Максимов блаженно зажмурился.
Инга одним движением сбросила с себя халат, легла Максимова, обхватила напрягшиеся было плечи я прошептала, щекоча ухо горячим дыханием:
– Глупый, расслабься и лежи. Старайся дышать со мной в такт. Ни о чем не думай. Грейся и дыши.
Максимов вздрогнул – такой жар пошел внутрь от ее тела, – и с трудом сделал первый вдох. Через несколько мгновений голова пошла кругом, показалось, что они стали одним целым...

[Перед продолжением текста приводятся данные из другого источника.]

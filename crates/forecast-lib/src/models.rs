//! Core data models for the forecasting pipeline

use chrono::{DateTime, Utc};
use serde::Serialize;

/// A named numeric column that may contain missing values
#[derive(Debug, Clone, PartialEq, Serialize)]
pub struct MetricColumn {
    pub name: String,
    pub values: Vec<Option<f64>>,
}

impl MetricColumn {
    pub fn new(name: impl Into<String>, values: Vec<Option<f64>>) -> Self {
        Self {
            name: name.into(),
            values,
        }
    }

    /// Number of present (non-missing) values
    pub fn present_count(&self) -> usize {
        self.values.iter().filter(|v| v.is_some()).count()
    }

    /// Sum over present values
    pub fn present_sum(&self) -> f64 {
        self.values.iter().flatten().sum()
    }
}

/// Ordered raw telemetry observations
///
/// With a time index, timestamps are strictly increasing: rows sharing a
/// timestamp are merged on construction. Without one (degraded mode) rows are
/// kept in source order.
#[derive(Debug, Clone, PartialEq, Serialize)]
pub struct TimeSeriesRecord {
    timestamps: Option<Vec<DateTime<Utc>>>,
    columns: Vec<MetricColumn>,
    len: usize,
}

impl TimeSeriesRecord {
    /// Build a time-indexed record, sorting rows and merging duplicates.
    ///
    /// Duplicate rows are merged by summing each column (missing-aware), so no
    /// mass is lost. Returns the record and the number of merged rows.
    pub fn from_timestamped_rows(
        names: Vec<String>,
        mut rows: Vec<(DateTime<Utc>, Vec<Option<f64>>)>,
    ) -> (Self, usize) {
        rows.sort_by_key(|(ts, _)| *ts);

        let mut timestamps: Vec<DateTime<Utc>> = Vec::with_capacity(rows.len());
        let mut merged_rows: Vec<Vec<Option<f64>>> = Vec::with_capacity(rows.len());
        let mut duplicates = 0usize;

        for (ts, values) in rows {
            if timestamps.last() == Some(&ts) {
                duplicates += 1;
                if let Some(last) = merged_rows.last_mut() {
                    for (acc, v) in last.iter_mut().zip(values) {
                        *acc = match (*acc, v) {
                            (Some(a), Some(b)) => Some(a + b),
                            (a, None) => a,
                            (None, b) => b,
                        };
                    }
                }
            } else {
                timestamps.push(ts);
                merged_rows.push(values);
            }
        }

        let len = timestamps.len();
        let columns = transpose(names, merged_rows, len);
        (
            Self {
                timestamps: Some(timestamps),
                columns,
                len,
            },
            duplicates,
        )
    }

    /// Build a record without a time index
    pub fn positional(names: Vec<String>, rows: Vec<Vec<Option<f64>>>) -> Self {
        let len = rows.len();
        let columns = transpose(names, rows, len);
        Self {
            timestamps: None,
            columns,
            len,
        }
    }

    /// Build directly from columns, as produced by resampling
    pub(crate) fn from_columns(
        timestamps: Option<Vec<DateTime<Utc>>>,
        columns: Vec<MetricColumn>,
        len: usize,
    ) -> Self {
        Self {
            timestamps,
            columns,
            len,
        }
    }

    pub fn len(&self) -> usize {
        self.len
    }

    pub fn is_empty(&self) -> bool {
        self.len == 0
    }

    pub fn timestamps(&self) -> Option<&[DateTime<Utc>]> {
        self.timestamps.as_deref()
    }

    pub fn has_time_index(&self) -> bool {
        self.timestamps.is_some()
    }

    pub fn columns(&self) -> &[MetricColumn] {
        &self.columns
    }

    pub fn column(&self, name: &str) -> Option<&MetricColumn> {
        self.columns.iter().find(|c| c.name == name)
    }

    pub fn column_names(&self) -> Vec<&str> {
        self.columns.iter().map(|c| c.name.as_str()).collect()
    }
}

fn transpose(names: Vec<String>, rows: Vec<Vec<Option<f64>>>, len: usize) -> Vec<MetricColumn> {
    let mut columns: Vec<MetricColumn> = names
        .into_iter()
        .map(|name| MetricColumn::new(name, Vec::with_capacity(len)))
        .collect();
    for row in rows {
        for (idx, column) in columns.iter_mut().enumerate() {
            column.values.push(row.get(idx).copied().flatten());
        }
    }
    columns
}

/// A record aggregated into contiguous fixed-width buckets
#[derive(Debug, Clone, PartialEq, Serialize)]
pub struct ResampledSeries {
    record: TimeSeriesRecord,
    /// Bucket width in seconds; `None` when the source had no time index
    cadence_secs: Option<i64>,
    /// Buckets with no source rows that were filled in
    filled_buckets: usize,
}

impl ResampledSeries {
    pub(crate) fn new(record: TimeSeriesRecord, cadence_secs: Option<i64>, filled_buckets: usize) -> Self {
        Self {
            record,
            cadence_secs,
            filled_buckets,
        }
    }

    /// Wrap a positional record that could not be resampled
    pub fn passthrough(record: TimeSeriesRecord) -> Self {
        Self::new(record, None, 0)
    }

    pub fn record(&self) -> &TimeSeriesRecord {
        &self.record
    }

    pub fn cadence_secs(&self) -> Option<i64> {
        self.cadence_secs
    }

    pub fn filled_buckets(&self) -> usize {
        self.filled_buckets
    }

    pub fn len(&self) -> usize {
        self.record.len()
    }

    pub fn is_empty(&self) -> bool {
        self.record.is_empty()
    }
}

/// A dense derived column
#[derive(Debug, Clone, PartialEq, Serialize)]
pub struct FeatureColumn {
    pub name: String,
    pub values: Vec<f64>,
}

/// Table of raw and derived columns keyed by (optional) timestamp
#[derive(Debug, Clone, PartialEq, Serialize)]
pub struct FeatureFrame {
    timestamps: Option<Vec<DateTime<Utc>>>,
    columns: Vec<FeatureColumn>,
    len: usize,
}

impl FeatureFrame {
    pub(crate) fn new(
        timestamps: Option<Vec<DateTime<Utc>>>,
        columns: Vec<FeatureColumn>,
        len: usize,
    ) -> Self {
        Self {
            timestamps,
            columns,
            len,
        }
    }

    /// Build a frame from a single named series without a time index
    pub fn from_series(name: impl Into<String>, values: Vec<f64>) -> Self {
        let len = values.len();
        Self {
            timestamps: None,
            columns: vec![FeatureColumn {
                name: name.into(),
                values,
            }],
            len,
        }
    }

    pub fn len(&self) -> usize {
        self.len
    }

    pub fn is_empty(&self) -> bool {
        self.len == 0
    }

    pub fn timestamps(&self) -> Option<&[DateTime<Utc>]> {
        self.timestamps.as_deref()
    }

    pub fn columns(&self) -> &[FeatureColumn] {
        &self.columns
    }

    pub fn column(&self, name: &str) -> Option<&[f64]> {
        self.columns
            .iter()
            .find(|c| c.name == name)
            .map(|c| c.values.as_slice())
    }

    pub fn has_column(&self, name: &str) -> bool {
        self.columns.iter().any(|c| c.name == name)
    }

    pub fn column_names(&self) -> Vec<&str> {
        self.columns.iter().map(|c| c.name.as_str()).collect()
    }

    /// Values of every column at row `idx`, in column order
    pub fn row(&self, idx: usize) -> Option<Vec<f64>> {
        if idx >= self.len {
            return None;
        }
        Some(self.columns.iter().map(|c| c.values[idx]).collect())
    }
}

Она сжала мочку его уха губами, что-то прошептала и скользнула вбок.
Максимов с трудом открыл глаза.
– Что? – Тело стало невесомым, оно помнило жаркую тяжесть тела Инги.

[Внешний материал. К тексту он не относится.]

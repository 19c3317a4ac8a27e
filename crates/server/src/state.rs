//! Shared server state: the prepared dataset and per-model run records

use chrono::{DateTime, Utc};
use forecast_lib::{ForecastResult, Pipeline, PipelineError, PreparedDataset, StrategyKind};
use serde::Serialize;
use std::collections::HashMap;
use std::fs::File;
use std::io::BufReader;
use std::path::Path;
use std::sync::Arc;
use tokio::sync::RwLock;

/// Dashboard-facing description of a model family
#[derive(Debug, Clone, Copy)]
pub struct ModelInfo {
    pub name: &'static str,
    pub description: &'static str,
    pub use_case: &'static str,
}

pub fn model_info(kind: StrategyKind) -> ModelInfo {
    match kind {
        StrategyKind::Autoregressive => ModelInfo {
            name: "ARIMA",
            description: "AutoRegressive model refit on the full history every step",
            use_case: "Time series forecasting for CPU trends",
        },
        StrategyKind::Sequence => ModelInfo {
            name: "LSTM",
            description: "Long Short-Term Memory network over scaled look-back windows",
            use_case: "Deep learning for sequential pattern recognition",
        },
        StrategyKind::Probabilistic => ModelInfo {
            name: "DeepAR",
            description: "Probabilistic forecasting with sampled predictive distributions",
            use_case: "Uncertainty quantification in predictions",
        },
    }
}

#[derive(Debug, Clone, Copy, PartialEq, Eq, Serialize)]
#[serde(rename_all = "snake_case")]
pub enum RunStatus {
    NotRun,
    Running,
    Completed,
    Failed,
}

/// Latest run of one model family
#[derive(Debug, Clone)]
pub struct ModelRecord {
    pub status: RunStatus,
    pub updated_at: Option<DateTime<Utc>>,
    pub error: Option<String>,
    pub result: Option<ForecastResult>,
}

impl Default for ModelRecord {
    fn default() -> Self {
        Self {
            status: RunStatus::NotRun,
            updated_at: None,
            error: None,
            result: None,
        }
    }
}

pub struct AppState {
    pub pipeline: Arc<Pipeline>,
    pub dataset: Option<Arc<PreparedDataset>>,
    pub load_error: Option<String>,
    pub preview_rows: usize,
    pub started_at: DateTime<Utc>,
    runs: RwLock<HashMap<StrategyKind, ModelRecord>>,
}

impl AppState {
    pub fn new(
        pipeline: Pipeline,
        dataset: Result<PreparedDataset, PipelineError>,
        preview_rows: usize,
    ) -> Self {
        let (dataset, load_error) = match dataset {
            Ok(d) => (Some(Arc::new(d)), None),
            Err(e) => (None, Some(e.to_string())),
        };
        Self {
            pipeline: Arc::new(pipeline),
            dataset,
            load_error,
            preview_rows,
            started_at: Utc::now(),
            runs: RwLock::new(HashMap::new()),
        }
    }

    pub fn is_ready(&self) -> bool {
        self.dataset.is_some()
    }

    pub async fn record(&self, kind: StrategyKind) -> ModelRecord {
        self.runs.read().await.get(&kind).cloned().unwrap_or_default()
    }

    /// Mark a model as running; false when a run is already in flight
    pub async fn try_begin_run(&self, kind: StrategyKind) -> bool {
        let mut runs = self.runs.write().await;
        let record = runs.entry(kind).or_default();
        if record.status == RunStatus::Running {
            return false;
        }
        record.status = RunStatus::Running;
        record.updated_at = Some(Utc::now());
        true
    }

    pub async fn finish_run(&self, kind: StrategyKind, outcome: Result<ForecastResult, String>) {
        let mut runs = self.runs.write().await;
        let record = runs.entry(kind).or_default();
        record.updated_at = Some(Utc::now());
        match outcome {
            Ok(result) => {
                record.status = RunStatus::Completed;
                record.error = None;
                record.result = Some(result);
            }
            Err(error) => {
                record.status = RunStatus::Failed;
                record.error = Some(error);
            }
        }
    }
}

/// Read and prepare the telemetry file configured for the server
pub fn load_dataset(pipeline: &Pipeline, path: &Path) -> Result<PreparedDataset, PipelineError> {
    let file = File::open(path)?;
    pipeline.prepare(BufReader::new(file))
}

#[cfg(test)]
mod tests {
    use super::*;
    use forecast_lib::{FeatureFrame, PipelineConfig};

    fn state() -> AppState {
        let pipeline = Pipeline::new(PipelineConfig::default()).unwrap();
        let dataset = PreparedDataset::from_frame(FeatureFrame::from_series("cpu", vec![1.0, 2.0]));
        AppState::new(pipeline, Ok(dataset), 10)
    }

    #[tokio::test]
    async fn test_run_lifecycle() {
        let state = state();
        assert_eq!(state.record(StrategyKind::Sequence).await.status, RunStatus::NotRun);

        assert!(state.try_begin_run(StrategyKind::Sequence).await);
        assert!(!state.try_begin_run(StrategyKind::Sequence).await);
        assert_eq!(state.record(StrategyKind::Sequence).await.status, RunStatus::Running);

        state
            .finish_run(StrategyKind::Sequence, Err("degenerate scale".into()))
            .await;
        let record = state.record(StrategyKind::Sequence).await;
        assert_eq!(record.status, RunStatus::Failed);
        assert_eq!(record.error.as_deref(), Some("degenerate scale"));
        assert!(state.try_begin_run(StrategyKind::Sequence).await);
    }

    #[test]
    fn test_load_error_is_not_ready() {
        let pipeline = Pipeline::new(PipelineConfig::default()).unwrap();
        let state = AppState::new(pipeline, Err(PipelineError::EmptyDataset), 10);
        assert!(!state.is_ready());
        assert!(state.load_error.unwrap().contains("empty"));
    }

    #[test]
    fn test_model_names() {
        assert_eq!(model_info(StrategyKind::Autoregressive).name, "ARIMA");
        assert_eq!(model_info(StrategyKind::Probabilistic).name, "DeepAR");
    }
}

– Не умер? – По голосу он догадался, что она улыбается.
– Больной скорее жив, чем мертв. – Максимов приподнялся на локте, попытался разглядеть ее лицо, но в комнате было совершенно темно.
– Магия любви, как изволил выразиться Кротов. Сейчас продолжим курс лечения. – Ее мягкие пальцы скользнули по его бедру.
– Инга.
– Что? – Пальцы замерли на полдороги. – Что-то не так?
– У меня и так проблем – выше крыши.
– Не бойся, нашу пасторальную идиллию с Кротовым ты не разрушишь. Он сам все решил. И не делай вид, что это для тебя новость.
– Допустим. А почему?
– Не знаю. Сегодня проснулась, он сидит у окна. Глаза, как у умирающей собаки. Сказал, что больше так не может, попросил... Короче, стандартный вариант: «Останемся друзьями».
– Ясно. – Максимов откинулся на подушку. "Гаврилов – сука! Психолог хренов... Я же видел у Кротова на столе фотографию жены. Инга на нее похожа.
Нет, абсолютного сходства, естественно, нет. Гаврила мнит себя тонким психологом, на откровенную замену не пошел бы. Но они похожи сутью. Есть в них та самая спокойная женственность, которая должна быть У нормальной бабы и о которой мечтает любой нормальный мужик. Была... У Маргариты – была. У слова «люблю» нет прошедшего времени. Гавриле до этого никогда не допереть. Эх, бил сегодня рожу Cтасику, а надо бы Гавриле! Нет, ему, суке, башку oторвать мало!"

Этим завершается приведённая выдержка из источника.